--- Task description ---
Repeat the full listing that follows, word for word.

--- Data supplied ---
======

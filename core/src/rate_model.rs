//! Hourly operation volumes drawn from per-bucket normal distributions.

use crate::{
    config::{RateParams, RateTable},
    error::SimResult,
    rng::SimRng,
    types::{Bucket, DayType, HourType},
};

/// Counts drawn for one simulated hour.
#[derive(Debug, Clone, Copy, PartialEq, Eq, Default)]
pub struct HourlyCounts {
    pub creations: u64,
    pub updates:   u64,
    pub deletions: u64,
}

pub struct RateModel {
    table: RateTable,
}

impl RateModel {
    pub fn new(table: RateTable) -> Self {
        Self { table }
    }

    /// Draw (creations, updates, deletions) for one hour in the given bucket.
    /// Each count is `max(0, round(sample))`; there is no upper cap.
    pub fn sample(
        &self,
        day_type: DayType,
        hour_type: HourType,
        rng: &mut SimRng,
    ) -> SimResult<HourlyCounts> {
        let rates = self.table.for_bucket(Bucket::new(day_type, hour_type));
        Ok(HourlyCounts {
            creations: draw_count(rates.creations, rng)?,
            updates:   draw_count(rates.updates, rng)?,
            deletions: draw_count(rates.deletions, rng)?,
        })
    }
}

fn draw_count(params: RateParams, rng: &mut SimRng) -> SimResult<u64> {
    let raw = rng.normal(params.mean, params.stddev)?;
    Ok(raw.round().max(0.0) as u64)
}

#[cfg(test)]
mod tests {
    use super::*;
    use crate::config::OperationRates;
    use crate::rng::{RngBank, StreamSlot};

    #[test]
    fn zero_stddev_returns_rounded_mean() {
        let fixed = OperationRates {
            creations: RateParams::new(4.6, 0.0),
            updates:   RateParams::new(2.0, 0.0),
            deletions: RateParams::new(-3.0, 0.0),
        };
        let model = RateModel::new(RateTable {
            weekday_active:   fixed,
            weekday_inactive: fixed,
            weekend_active:   fixed,
            weekend_inactive: fixed,
        });
        let mut rng = RngBank::new(1).for_stream(StreamSlot::Rates);
        let counts = model.sample(DayType::Weekday, HourType::Active, &mut rng).unwrap();
        assert_eq!(counts, HourlyCounts { creations: 5, updates: 2, deletions: 0 });
    }
}
//! Simulation clock. Owns the hour cursor over the fixed window.

use chrono::{Duration, NaiveDateTime};

#[derive(Debug, Clone, PartialEq)]
pub struct HourClock {
    pub start:       NaiveDateTime,
    pub total_steps: u64,
    steps_taken:     u64,
}

impl HourClock {
    pub fn new(start: NaiveDateTime, total_steps: u64) -> Self {
        Self { start, total_steps, steps_taken: 0 }
    }

    /// Start of the hour the next step will simulate, or `None` once the
    /// window is exhausted.
    pub fn current(&self) -> Option<NaiveDateTime> {
        if self.is_finished() {
            return None;
        }
        Some(self.start + Duration::hours(self.steps_taken as i64))
    }

    /// Move to the next hour. Returns the number of completed steps.
    pub fn advance(&mut self) -> u64 {
        assert!(!self.is_finished(), "advance() called on a finished clock");
        self.steps_taken += 1;
        self.steps_taken
    }

    pub fn steps_taken(&self) -> u64 {
        self.steps_taken
    }

    pub fn is_finished(&self) -> bool {
        self.steps_taken >= self.total_steps
    }

    /// End of the window (exclusive).
    pub fn end(&self) -> NaiveDateTime {
        self.start + Duration::hours(self.total_steps as i64)
    }
}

======

--- Solution ---
filename core/src/rate_model.rs
//! Hourly operation volumes drawn from per-bucket normal distributions.

use crate::{
    config::{RateParams, RateTable},
    error::SimResult,
    rng::SimRng,
    types::{Bucket, DayType, HourType},
};

/// Counts drawn for one simulated hour.
#[derive(Debug, Clone, Copy, PartialEq, Eq, Default)]
pub struct HourlyCounts {
    pub creations: u64,
    pub updates:   u64,
    pub deletions: u64,
}

pub struct RateModel {
    table: RateTable,
}

impl RateModel {
    pub fn new(table: RateTable) -> Self {
        Self { table }
    }

    /// Draw (creations, updates, deletions) for one hour in the given bucket.
    /// Each count is `max(0, round(sample))`; there is no upper cap.
    pub fn sample(
        &self,
        day_type: DayType,
        hour_type: HourType,
        rng: &mut SimRng,
    ) -> SimResult<HourlyCounts> {
        let rates = self.table.for_bucket(Bucket::new(day_type, hour_type));
        Ok(HourlyCounts {
            creations: draw_count(rates.creations, rng)?,
            updates:   draw_count(rates.updates, rng)?,
            deletions: draw_count(rates.deletions, rng)?,
        })
    }
}

fn draw_count(params: RateParams, rng: &mut SimRng) -> SimResult<u64> {
    let raw = rng.normal(params.mean, params.stddev)?;
    Ok(raw.round().max(0.0) as u64)
}

#[cfg(test)]
mod tests {
    use super::*;
    use crate::config::OperationRates;
    use crate::rng::{RngBank, StreamSlot};

    #[test]
    fn zero_stddev_returns_rounded_mean() {
        let fixed = OperationRates {
            creations: RateParams::new(4.6, 0.0),
            updates:   RateParams::new(2.0, 0.0),
            deletions: RateParams::new(-3.0, 0.0),
        };
        let model = RateModel::new(RateTable {
            weekday_active:   fixed,
            weekday_inactive: fixed,
            weekend_active:   fixed,
            weekend_inactive: fixed,
        });
        let mut rng = RngBank::new(1).for_stream(StreamSlot::Rates);
        let counts = model.sample(DayType::Weekday, HourType::Active, &mut rng).unwrap();
        assert_eq!(counts, HourlyCounts { creations: 5, updates: 2, deletions: 0 });
    }
}
//! Simulation clock. Owns the hour cursor over the fixed window.

use chrono::{Duration, NaiveDateTime};

#[derive(Debug, Clone, PartialEq)]
pub struct HourClock {
    pub start:       NaiveDateTime,
    pub total_steps: u64,
    steps_taken:     u64,
}

impl HourClock {
    pub fn new(start: NaiveDateTime, total_steps: u64) -> Self {
        Self { start, total_steps, steps_taken: 0 }
    }

    /// Start of the hour the next step will simulate, or `None` once the
    /// window is exhausted.
    pub fn current(&self) -> Option<NaiveDateTime> {
        if self.is_finished() {
            return None;
        }
        Some(self.start + Duration::hours(self.steps_taken as i64))
    }

    /// Move to the next hour. Returns the number of completed steps.
    pub fn advance(&mut self) -> u64 {
        assert!(!self.is_finished(), "advance() called on a finished clock");
        self.steps_taken += 1;
        self.steps_taken
    }

    pub fn steps_taken(&self) -> u64 {
        self.steps_taken
    }

    pub fn is_finished(&self) -> bool {
        self.steps_taken >= self.total_steps
    }

    /// End of the window (exclusive).
    pub fn end(&self) -> NaiveDateTime {
        self.start + Duration::hours(self.total_steps as i64)
    }
}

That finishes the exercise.